EXERCISE DETAILS
Copy out every line of the data where the word "directory" is found.

Stored items
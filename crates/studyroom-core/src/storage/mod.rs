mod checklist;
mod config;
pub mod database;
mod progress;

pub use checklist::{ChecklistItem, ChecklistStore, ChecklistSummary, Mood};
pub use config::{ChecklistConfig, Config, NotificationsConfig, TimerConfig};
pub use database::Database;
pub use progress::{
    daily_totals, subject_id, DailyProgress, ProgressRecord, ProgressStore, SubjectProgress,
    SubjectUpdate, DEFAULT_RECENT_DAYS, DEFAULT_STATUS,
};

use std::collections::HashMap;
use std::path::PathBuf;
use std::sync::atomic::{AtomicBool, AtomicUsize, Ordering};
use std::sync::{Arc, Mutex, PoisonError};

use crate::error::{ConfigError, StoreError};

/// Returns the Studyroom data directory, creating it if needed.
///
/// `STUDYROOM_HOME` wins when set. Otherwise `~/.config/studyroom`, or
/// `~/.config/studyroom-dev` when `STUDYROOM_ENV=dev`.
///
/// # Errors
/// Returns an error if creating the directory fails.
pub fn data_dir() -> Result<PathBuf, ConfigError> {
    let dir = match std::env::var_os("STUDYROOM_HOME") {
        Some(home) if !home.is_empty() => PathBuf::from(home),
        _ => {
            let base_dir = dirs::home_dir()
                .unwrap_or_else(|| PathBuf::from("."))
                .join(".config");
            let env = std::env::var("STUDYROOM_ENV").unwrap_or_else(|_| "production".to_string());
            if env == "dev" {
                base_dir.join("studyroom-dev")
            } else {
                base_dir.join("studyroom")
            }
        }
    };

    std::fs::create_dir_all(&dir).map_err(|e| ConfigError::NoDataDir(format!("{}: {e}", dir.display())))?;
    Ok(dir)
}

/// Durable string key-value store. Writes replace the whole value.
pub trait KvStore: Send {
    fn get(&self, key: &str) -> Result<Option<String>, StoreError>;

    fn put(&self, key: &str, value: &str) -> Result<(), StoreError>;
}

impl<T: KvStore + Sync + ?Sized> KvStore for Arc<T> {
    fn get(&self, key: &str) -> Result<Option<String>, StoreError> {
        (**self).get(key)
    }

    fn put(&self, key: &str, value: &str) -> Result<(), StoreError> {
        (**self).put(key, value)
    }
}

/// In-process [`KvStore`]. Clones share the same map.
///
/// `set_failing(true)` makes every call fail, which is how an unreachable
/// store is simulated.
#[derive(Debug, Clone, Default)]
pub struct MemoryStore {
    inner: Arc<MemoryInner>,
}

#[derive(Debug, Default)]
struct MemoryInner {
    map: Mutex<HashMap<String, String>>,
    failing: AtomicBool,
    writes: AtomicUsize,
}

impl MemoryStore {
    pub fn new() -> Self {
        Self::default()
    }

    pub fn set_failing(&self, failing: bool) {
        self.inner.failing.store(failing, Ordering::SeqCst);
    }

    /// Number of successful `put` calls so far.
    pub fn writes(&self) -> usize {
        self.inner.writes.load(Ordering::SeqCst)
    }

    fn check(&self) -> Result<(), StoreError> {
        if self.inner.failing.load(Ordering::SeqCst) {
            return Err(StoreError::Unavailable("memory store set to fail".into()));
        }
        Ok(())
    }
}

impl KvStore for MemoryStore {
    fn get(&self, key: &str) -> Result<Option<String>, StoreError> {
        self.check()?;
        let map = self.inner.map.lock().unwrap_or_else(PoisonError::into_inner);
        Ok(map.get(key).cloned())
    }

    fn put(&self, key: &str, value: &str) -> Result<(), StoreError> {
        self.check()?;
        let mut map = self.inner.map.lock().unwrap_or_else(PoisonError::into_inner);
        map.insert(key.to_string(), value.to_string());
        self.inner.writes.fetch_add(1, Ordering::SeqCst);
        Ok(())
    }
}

COMPLETED EXERCISE
/// Returns the Studyroom data directory, creating it if needed.
/// Returns an error if creating the directory fails.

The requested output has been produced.